Provide only the number of lines in the data below that contain the string "RpcError".

[SUPPLIED RECORDS — start]

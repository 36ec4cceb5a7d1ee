//! The key-to-slot hash shared by clients and partitions.
//!
//! Both sides must agree bit-for-bit on this mapping: the client uses it to
//! route, partitions use it to verify ownership and to decide which keys a
//! migration covers.

use xxhash_rust::xxh3::xxh3_64;

/// Hashes a key to its 32-bit slot.
#[must_use]
pub fn slot_hash(key: &[u8]) -> u32 {
    // Slots are the upper half of the 64-bit xxh3 digest.
    (xxh3_64(key) >> 32) as u32
}

#[cfg(test)]
mod tests {
    use super::*;

    #[test]
    fn test_slot_hash_is_deterministic() {
        assert_eq!(slot_hash(b"key1"), slot_hash(b"key1"));
        assert_ne!(slot_hash(b"key1"), slot_hash(b"key2"));
    }

    #[test]
    fn test_slot_hash_spreads_keys() {
        // 64 distinct keys should not all collapse into one quarter of
        // the slot space.
        let mut quarters = [0_u32; 4];
        for i in 0..64 {
            let key = format!("spread-{i}");
            let slot = slot_hash(key.as_bytes());
            quarters[(slot >> 30) as usize] += 1;
        }
        assert!(quarters.iter().all(|&count| count > 0), "quarters: {quarters:?}");
    }
}
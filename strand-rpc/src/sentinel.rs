//! Control sentinels carried in-band in command responses.
//!
//! The storage protocol signals routing events through the first response
//! element rather than a side channel. This module is the single place
//! those strings are written and interpreted; nothing outside it should
//! ever compare a response against a `!`-prefixed literal.
//!
//! Two layers of sentinel exist and are decoded separately:
//!
//! - control signals ([`Signal`], [`LockAck`]) that reroute or abort the
//!   operation, decoded here at the RPC boundary;
//! - data-level statuses ([`OK`], [`KEY_NOT_FOUND`], [`DUPLICATE_KEY`])
//!   that are ordinary results, mapped to typed values by the client.

use bytes::Bytes;
use strand_core::{limits, ReplicaChain};

use crate::error::{RpcError, RpcResult};

/// Response head marking data that now lives at another partition.
pub const EXPORTING: &str = "!exporting";

/// Response marking the caller's whole partition table as stale.
pub const BLOCK_MOVED: &str = "!block_moved";

/// Plain success acknowledgement.
pub const OK: &str = "!ok";

/// Lock acknowledgement naming a migration successor.
pub const REDIRECTING: &str = "!redirecting";

/// Trailing argument marking a command resent directly to a migration
/// target; the target admits it for slots it is importing.
pub const REDIRECTED: &str = "!redirected";

/// Data-level status: the key is not present.
pub const KEY_NOT_FOUND: &str = "!key_not_found";

/// Data-level status: the key is already present.
pub const DUPLICATE_KEY: &str = "!duplicate_key";

/// A control signal decoded from the head of a command response.
#[derive(Debug, Clone, PartialEq, Eq)]
pub enum Signal {
    /// No control signal; the response is an ordinary result.
    Payload,
    /// The addressed slot is migrating; retry directly at this chain.
    Exporting(ReplicaChain),
    /// The table used to route this command no longer matches the
    /// cluster; refresh it and restart the whole operation.
    Moved,
}

/// A response to [`crate::CommandId::Lock`].
#[derive(Debug, Clone, PartialEq, Eq)]
pub enum LockAck {
    /// The partition is locked and serving in place.
    Held,
    /// The partition is locked but part of its slot range is moving to
    /// the named successor, which must be locked as well.
    Redirecting(ReplicaChain),
}

/// Decodes the control signal, if any, at the head of a response.
///
/// Heads that are not valid UTF-8 or carry no recognized sentinel are
/// payload; values are opaque bytes and may collide with anything.
///
/// # Errors
///
/// Returns [`RpcError::MalformedResponse`] if a recognized sentinel
/// carries a malformed chain list.
pub fn decode_signal(head: &[u8]) -> RpcResult<Signal> {
    let Ok(text) = std::str::from_utf8(head) else {
        return Ok(Signal::Payload);
    };
    if text == BLOCK_MOVED {
        return Ok(Signal::Moved);
    }
    if let Some(rest) = text.strip_prefix(EXPORTING) {
        return Ok(Signal::Exporting(parse_chain(EXPORTING, rest)?));
    }
    Ok(Signal::Payload)
}

/// Decodes a lock acknowledgement.
///
/// # Errors
///
/// Returns [`RpcError::MalformedResponse`] for anything other than
/// [`OK`] or a well-formed [`REDIRECTING`] sentinel; a lock response is
/// never payload.
pub fn decode_lock_ack(head: &[u8]) -> RpcResult<LockAck> {
    let text = std::str::from_utf8(head).map_err(|_| RpcError::MalformedResponse {
        message: "lock acknowledgement is not UTF-8".to_string(),
    })?;
    if text == OK {
        return Ok(LockAck::Held);
    }
    if let Some(rest) = text.strip_prefix(REDIRECTING) {
        return Ok(LockAck::Redirecting(parse_chain(REDIRECTING, rest)?));
    }
    Err(RpcError::MalformedResponse {
        message: format!("unexpected lock acknowledgement: {text}"),
    })
}

/// Encodes an exporting signal naming the migration target.
#[must_use]
pub fn encode_exporting(target: &ReplicaChain) -> Bytes {
    Bytes::from(format!("{EXPORTING}!{}", target.identity()))
}

/// Encodes a redirecting lock acknowledgement naming the successor.
#[must_use]
pub fn encode_redirecting(target: &ReplicaChain) -> Bytes {
    Bytes::from(format!("{REDIRECTING}!{}", target.identity()))
}

/// Parses the `!`-joined block list following a chain-bearing sentinel.
fn parse_chain(sentinel: &str, rest: &str) -> RpcResult<ReplicaChain> {
    let Some(list) = rest.strip_prefix('!') else {
        return Err(RpcError::MalformedResponse {
            message: format!("{sentinel} sentinel carries no chain"),
        });
    };
    let blocks: Vec<String> = list.split('!').map(str::to_string).collect();
    if blocks.iter().any(String::is_empty) || blocks.len() > limits::CHAIN_LENGTH_MAX as usize {
        return Err(RpcError::MalformedResponse {
            message: format!("{sentinel} sentinel carries a malformed chain: {list}"),
        });
    }
    Ok(ReplicaChain::from_blocks(blocks))
}

#[cfg(test)]
mod tests {
    use super::*;

    #[test]
    fn test_plain_payload_is_not_a_signal() {
        assert_eq!(decode_signal(b"some value").unwrap(), Signal::Payload);
        assert_eq!(decode_signal(b"").unwrap(), Signal::Payload);
        // Values are opaque bytes; non-UTF-8 heads are payload too.
        assert_eq!(decode_signal(&[0xff, 0xfe, 0x01]).unwrap(), Signal::Payload);
    }

    #[test]
    fn test_data_statuses_are_payload() {
        assert_eq!(decode_signal(OK.as_bytes()).unwrap(), Signal::Payload);
        assert_eq!(decode_signal(KEY_NOT_FOUND.as_bytes()).unwrap(), Signal::Payload);
        assert_eq!(decode_signal(DUPLICATE_KEY.as_bytes()).unwrap(), Signal::Payload);
    }

    #[test]
    fn test_decode_block_moved() {
        assert_eq!(decode_signal(b"!block_moved").unwrap(), Signal::Moved);
    }

    #[test]
    fn test_decode_exporting_chain() {
        let signal = decode_signal(b"!exporting!host1:9090:3!host2:9090:3").unwrap();
        let Signal::Exporting(chain) = signal else {
            panic!("expected exporting signal, got {signal:?}");
        };
        assert_eq!(chain.blocks, vec!["host1:9090:3", "host2:9090:3"]);
    }

    #[test]
    fn test_exporting_round_trip() {
        let target = ReplicaChain::from_blocks(vec!["a".to_string(), "b".to_string()]);
        let encoded = encode_exporting(&target);
        let signal = decode_signal(&encoded).unwrap();
        assert_eq!(signal, Signal::Exporting(target));
    }

    #[test]
    fn test_exporting_without_chain_is_malformed() {
        assert!(decode_signal(b"!exporting").is_err());
        assert!(decode_signal(b"!exporting!").is_err());
        assert!(decode_signal(b"!exporting!a!!b").is_err());
    }

    #[test]
    fn test_decode_lock_ack_held() {
        assert_eq!(decode_lock_ack(b"!ok").unwrap(), LockAck::Held);
    }

    #[test]
    fn test_decode_lock_ack_redirecting() {
        let ack = decode_lock_ack(b"!redirecting!host3:9090:0").unwrap();
        let LockAck::Redirecting(chain) = ack else {
            panic!("expected redirecting ack, got {ack:?}");
        };
        assert_eq!(chain.identity(), "host3:9090:0");
    }

    #[test]
    fn test_unexpected_lock_ack_is_malformed() {
        assert!(decode_lock_ack(b"fine").is_err());
        assert!(decode_lock_ack(b"!redirecting").is_err());
    }
}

[SUPPLIED RECORDS — finish]

## RESPONSE AREA
7